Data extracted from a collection
⁂
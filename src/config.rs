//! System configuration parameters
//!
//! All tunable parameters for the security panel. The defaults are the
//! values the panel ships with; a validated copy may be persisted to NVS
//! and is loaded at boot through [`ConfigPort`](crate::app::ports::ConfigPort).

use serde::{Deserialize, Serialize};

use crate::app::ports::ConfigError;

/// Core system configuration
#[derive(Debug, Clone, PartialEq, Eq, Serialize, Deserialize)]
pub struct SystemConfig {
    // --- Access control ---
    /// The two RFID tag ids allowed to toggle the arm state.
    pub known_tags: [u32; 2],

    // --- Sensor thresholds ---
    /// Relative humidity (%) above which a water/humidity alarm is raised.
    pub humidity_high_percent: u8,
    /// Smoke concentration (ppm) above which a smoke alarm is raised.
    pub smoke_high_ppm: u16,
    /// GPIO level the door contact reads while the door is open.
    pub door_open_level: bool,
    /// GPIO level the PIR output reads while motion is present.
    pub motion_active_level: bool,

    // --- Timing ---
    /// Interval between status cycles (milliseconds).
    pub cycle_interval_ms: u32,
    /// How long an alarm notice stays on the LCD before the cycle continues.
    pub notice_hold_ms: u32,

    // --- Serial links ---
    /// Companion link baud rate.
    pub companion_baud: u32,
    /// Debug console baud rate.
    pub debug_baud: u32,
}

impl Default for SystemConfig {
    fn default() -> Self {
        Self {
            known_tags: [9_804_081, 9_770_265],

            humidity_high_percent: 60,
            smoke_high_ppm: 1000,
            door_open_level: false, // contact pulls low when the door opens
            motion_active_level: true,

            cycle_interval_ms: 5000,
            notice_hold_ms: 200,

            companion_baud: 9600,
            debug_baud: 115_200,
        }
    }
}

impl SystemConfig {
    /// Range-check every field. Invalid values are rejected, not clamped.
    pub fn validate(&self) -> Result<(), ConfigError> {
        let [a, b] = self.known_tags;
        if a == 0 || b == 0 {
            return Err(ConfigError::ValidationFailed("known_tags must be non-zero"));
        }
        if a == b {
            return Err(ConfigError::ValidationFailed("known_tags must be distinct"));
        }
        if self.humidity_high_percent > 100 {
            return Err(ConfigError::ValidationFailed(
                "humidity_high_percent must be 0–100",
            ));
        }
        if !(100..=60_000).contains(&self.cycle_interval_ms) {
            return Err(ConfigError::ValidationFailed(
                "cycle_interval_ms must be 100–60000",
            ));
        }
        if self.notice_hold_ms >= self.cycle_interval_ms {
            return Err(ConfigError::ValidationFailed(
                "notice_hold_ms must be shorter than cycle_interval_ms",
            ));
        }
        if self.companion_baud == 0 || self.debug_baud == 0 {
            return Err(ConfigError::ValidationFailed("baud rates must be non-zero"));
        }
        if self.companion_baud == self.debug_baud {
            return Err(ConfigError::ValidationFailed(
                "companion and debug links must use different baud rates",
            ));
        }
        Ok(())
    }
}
⁂
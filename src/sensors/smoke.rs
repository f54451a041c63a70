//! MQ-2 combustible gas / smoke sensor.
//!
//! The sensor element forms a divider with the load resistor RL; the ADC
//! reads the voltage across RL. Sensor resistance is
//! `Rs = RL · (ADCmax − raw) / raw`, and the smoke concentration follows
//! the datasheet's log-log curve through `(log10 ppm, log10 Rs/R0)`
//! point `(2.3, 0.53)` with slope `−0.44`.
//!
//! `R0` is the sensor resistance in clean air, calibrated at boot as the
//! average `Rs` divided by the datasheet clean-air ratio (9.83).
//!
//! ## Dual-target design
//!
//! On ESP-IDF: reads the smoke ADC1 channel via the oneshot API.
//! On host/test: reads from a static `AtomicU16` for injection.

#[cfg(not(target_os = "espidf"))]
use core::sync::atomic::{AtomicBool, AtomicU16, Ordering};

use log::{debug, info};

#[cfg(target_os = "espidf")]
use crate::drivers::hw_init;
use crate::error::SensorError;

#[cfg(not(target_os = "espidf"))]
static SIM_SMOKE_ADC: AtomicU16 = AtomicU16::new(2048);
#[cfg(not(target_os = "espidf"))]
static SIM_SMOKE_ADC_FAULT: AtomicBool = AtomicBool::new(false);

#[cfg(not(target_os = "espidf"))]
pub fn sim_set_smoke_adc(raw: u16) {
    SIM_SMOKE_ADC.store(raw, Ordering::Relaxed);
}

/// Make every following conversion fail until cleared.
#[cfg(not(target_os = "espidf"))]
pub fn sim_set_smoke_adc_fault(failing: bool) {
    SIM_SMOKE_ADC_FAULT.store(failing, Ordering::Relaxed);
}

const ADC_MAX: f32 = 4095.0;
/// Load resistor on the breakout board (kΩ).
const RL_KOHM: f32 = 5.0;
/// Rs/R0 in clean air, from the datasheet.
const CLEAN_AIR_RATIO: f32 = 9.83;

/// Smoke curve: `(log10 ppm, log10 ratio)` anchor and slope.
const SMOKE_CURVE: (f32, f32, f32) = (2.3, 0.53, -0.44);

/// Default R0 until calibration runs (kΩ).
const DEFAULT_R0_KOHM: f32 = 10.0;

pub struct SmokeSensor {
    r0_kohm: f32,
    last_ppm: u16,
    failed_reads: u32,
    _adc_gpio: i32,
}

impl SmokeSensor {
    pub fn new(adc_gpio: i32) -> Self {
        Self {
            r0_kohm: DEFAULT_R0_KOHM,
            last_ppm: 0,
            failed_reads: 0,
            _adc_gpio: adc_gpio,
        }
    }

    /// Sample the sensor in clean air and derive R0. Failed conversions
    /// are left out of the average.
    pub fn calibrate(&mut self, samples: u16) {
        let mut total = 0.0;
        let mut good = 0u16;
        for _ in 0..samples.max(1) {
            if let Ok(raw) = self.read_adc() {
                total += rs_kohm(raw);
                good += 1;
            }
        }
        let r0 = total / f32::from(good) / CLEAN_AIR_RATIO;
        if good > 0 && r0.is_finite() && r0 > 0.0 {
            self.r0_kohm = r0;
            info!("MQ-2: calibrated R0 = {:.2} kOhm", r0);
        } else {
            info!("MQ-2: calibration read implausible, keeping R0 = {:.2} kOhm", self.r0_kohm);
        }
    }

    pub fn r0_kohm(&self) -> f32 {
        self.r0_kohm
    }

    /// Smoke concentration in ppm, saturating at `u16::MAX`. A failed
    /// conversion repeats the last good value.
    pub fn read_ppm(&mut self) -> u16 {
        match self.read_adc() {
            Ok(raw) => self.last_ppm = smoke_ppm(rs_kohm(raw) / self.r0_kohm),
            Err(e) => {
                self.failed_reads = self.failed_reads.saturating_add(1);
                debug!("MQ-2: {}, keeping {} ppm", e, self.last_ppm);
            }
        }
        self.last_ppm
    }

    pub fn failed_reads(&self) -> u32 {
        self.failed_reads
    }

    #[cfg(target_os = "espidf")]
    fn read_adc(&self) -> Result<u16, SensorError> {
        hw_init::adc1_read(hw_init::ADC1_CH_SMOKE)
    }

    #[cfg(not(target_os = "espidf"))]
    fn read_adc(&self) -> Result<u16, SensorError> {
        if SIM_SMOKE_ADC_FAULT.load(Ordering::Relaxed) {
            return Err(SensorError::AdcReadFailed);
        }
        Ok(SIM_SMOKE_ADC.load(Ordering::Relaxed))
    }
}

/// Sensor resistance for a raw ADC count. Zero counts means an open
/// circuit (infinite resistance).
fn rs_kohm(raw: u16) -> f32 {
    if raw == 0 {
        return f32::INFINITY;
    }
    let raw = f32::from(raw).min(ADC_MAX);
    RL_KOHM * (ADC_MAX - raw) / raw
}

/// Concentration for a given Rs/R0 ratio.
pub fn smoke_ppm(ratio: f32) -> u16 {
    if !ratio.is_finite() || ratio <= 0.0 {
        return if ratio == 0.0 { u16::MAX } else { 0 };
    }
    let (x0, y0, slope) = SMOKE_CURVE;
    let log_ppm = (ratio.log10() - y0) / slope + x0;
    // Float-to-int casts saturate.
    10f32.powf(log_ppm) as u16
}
⁂
| Required work |
Would you copy out every line in the records that includes the string "resistance"?

| Solution |
//! reads the voltage across RL. Sensor resistance is
//! `R0` is the sensor resistance in clean air, calibrated at boot as the
/// Sensor resistance for a raw ADC count. Zero counts means an open
/// circuit (infinite resistance).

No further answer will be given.